#### Work request:
What follows are records. Restate all of them word for word.

Stored data
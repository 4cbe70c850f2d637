// SPDX-License-Identifier: AGPL-3.0-or-later
//
// Copyright (C) 2026 Relational Network

//! Field list for the calling client.
//!
//! The caller is identified by the `azp` claim of its Auth0 token. The client
//! id is resolved to a registration, and the registration's customer code
//! selects the field list. The SQL connection is opened per request and
//! closed on every path.

use axum::{
    extract::State,
    http::HeaderMap,
    response::{IntoResponse, Response},
    Json,
};
use tracing::{error, info};

use crate::auth::{bearer_token, AuthError, TokenError, TokenIssuer};
use crate::error::ApiError;
use crate::models::FieldRecord;
use crate::state::AppState;
use crate::storage::{close_connection, connect_with_retry, DataHubConnection, StorageResult};

/// Outcome of the two lookups, before it becomes a response.
enum Lookup {
    UnknownClient,
    Fields(Vec<FieldRecord>),
}

/// List the data hub fields configured for the caller's customer.
#[utoipa::path(
    get,
    path = "/api/datahub/fields",
    tag = "DataHub",
    security(("bearer_auth" = [])),
    responses(
        (status = 200, description = "Field records for the caller's customer", content_type = "application/json"),
        (status = 401, description = "Missing, invalid or client-less token", body = crate::auth::AuthErrorBody),
        (status = 404, description = "Client ID not found", body = crate::models::ErrorResponse),
        (status = 500, description = "Data hub unavailable", body = crate::models::ErrorResponse)
    )
)]
pub async fn list_fields(
    State(state): State<AppState>,
    headers: HeaderMap,
) -> Result<Json<Vec<FieldRecord>>, Response> {
    let token = bearer_token(&headers).map_err(IntoResponse::into_response)?;

    let claims = match state.validator.authenticate(token, TokenIssuer::Auth0).await {
        Ok(Some(claims)) => claims,
        Ok(None) => return Err(AuthError::InvalidToken.into_response()),
        Err(TokenError::MissingToken) => return Err(AuthError::MissingAuthHeader.into_response()),
        Err(_) => return Err(AuthError::InvalidToken.into_response()),
    };

    let client_id = claims
        .azp
        .filter(|azp| !azp.trim().is_empty())
        .ok_or_else(|| AuthError::MissingClientId.into_response())?;

    let mut connection = connect_with_retry(state.datahub.as_ref(), &state.retry)
        .await
        .map_err(|e| {
            error!(error = %e, "datahub-connection-error");
            ApiError::internal().into_response()
        })?;

    let lookup = lookup_fields(connection.as_mut(), &client_id).await;
    close_connection(connection).await;

    match lookup {
        Ok(Lookup::Fields(fields)) => Ok(Json(fields)),
        Ok(Lookup::UnknownClient) => {
            Err(ApiError::not_found("Client ID not found").into_response())
        }
        Err(e) => {
            error!(client_id = %client_id, error = %e, "api-registration-error");
            Err(ApiError::internal().into_response())
        }
    }
}

async fn lookup_fields(
    connection: &mut dyn DataHubConnection,
    client_id: &str,
) -> StorageResult<Lookup> {
    let registrations = connection.registrations_by_client_id(client_id).await?;
    let Some(registration) = registrations.into_iter().next() else {
        return Ok(Lookup::UnknownClient);
    };

    let fields = connection
        .fields_by_customer_code(&registration.customer_code)
        .await?;
    info!(
        customer_code = %registration.customer_code,
        rows = fields.len(),
        "datahub-results"
    );
    Ok(Lookup::Fields(fields))
}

#### Problem solution:
repository 4cbe70c850f2d637
// SPDX-License-Identifier: AGPL-3.0-or-later
//
// Copyright (C) 2026 Relational Network

//! Field list for the calling client.
//!
//! The caller is identified by the `azp` claim of its Auth0 token. The client
//! id is resolved to a registration, and the registration's customer code
//! selects the field list. The SQL connection is opened per request and
//! closed on every path.

use axum::{
    extract::State,
    http::HeaderMap,
    response::{IntoResponse, Response},
    Json,
};
use tracing::{error, info};

use crate::auth::{bearer_token, AuthError, TokenError, TokenIssuer};
use crate::error::ApiError;
use crate::models::FieldRecord;
use crate::state::AppState;
use crate::storage::{close_connection, connect_with_retry, DataHubConnection, StorageResult};

/// Outcome of the two lookups, before it becomes a response.
enum Lookup {
    UnknownClient,
    Fields(Vec<FieldRecord>),
}

/// List the data hub fields configured for the caller's customer.
#[utoipa::path(
    get,
    path = "/api/datahub/fields",
    tag = "DataHub",
    security(("bearer_auth" = [])),
    responses(
        (status = 200, description = "Field records for the caller's customer", content_type = "application/json"),
        (status = 401, description = "Missing, invalid or client-less token", body = crate::auth::AuthErrorBody),
        (status = 404, description = "Client ID not found", body = crate::models::ErrorResponse),
        (status = 500, description = "Data hub unavailable", body = crate::models::ErrorResponse)
    )
)]
pub async fn list_fields(
    State(state): State<AppState>,
    headers: HeaderMap,
) -> Result<Json<Vec<FieldRecord>>, Response> {
    let token = bearer_token(&headers).map_err(IntoResponse::into_response)?;

    let claims = match state.validator.authenticate(token, TokenIssuer::Auth0).await {
        Ok(Some(claims)) => claims,
        Ok(None) => return Err(AuthError::InvalidToken.into_response()),
        Err(TokenError::MissingToken) => return Err(AuthError::MissingAuthHeader.into_response()),
        Err(_) => return Err(AuthError::InvalidToken.into_response()),
    };

    let client_id = claims
        .azp
        .filter(|azp| !azp.trim().is_empty())
        .ok_or_else(|| AuthError::MissingClientId.into_response())?;

    let mut connection = connect_with_retry(state.datahub.as_ref(), &state.retry)
        .await
        .map_err(|e| {
            error!(error = %e, "datahub-connection-error");
            ApiError::internal().into_response()
        })?;

    let lookup = lookup_fields(connection.as_mut(), &client_id).await;
    close_connection(connection).await;

    match lookup {
        Ok(Lookup::Fields(fields)) => Ok(Json(fields)),
        Ok(Lookup::UnknownClient) => {
            Err(ApiError::not_found("Client ID not found").into_response())
        }
        Err(e) => {
            error!(client_id = %client_id, error = %e, "api-registration-error");
            Err(ApiError::internal().into_response())
        }
    }
}

async fn lookup_fields(
    connection: &mut dyn DataHubConnection,
    client_id: &str,
) -> StorageResult<Lookup> {
    let registrations = connection.registrations_by_client_id(client_id).await?;
    let Some(registration) = registrations.into_iter().next() else {
        return Ok(Lookup::UnknownClient);
    };

    let fields = connection
        .fields_by_customer_code(&registration.customer_code)
        .await?;
    info!(
        customer_code = %registration.customer_code,
        rows = fields.len(),
        "datahub-results"
    );
    Ok(Lookup::Fields(fields))
}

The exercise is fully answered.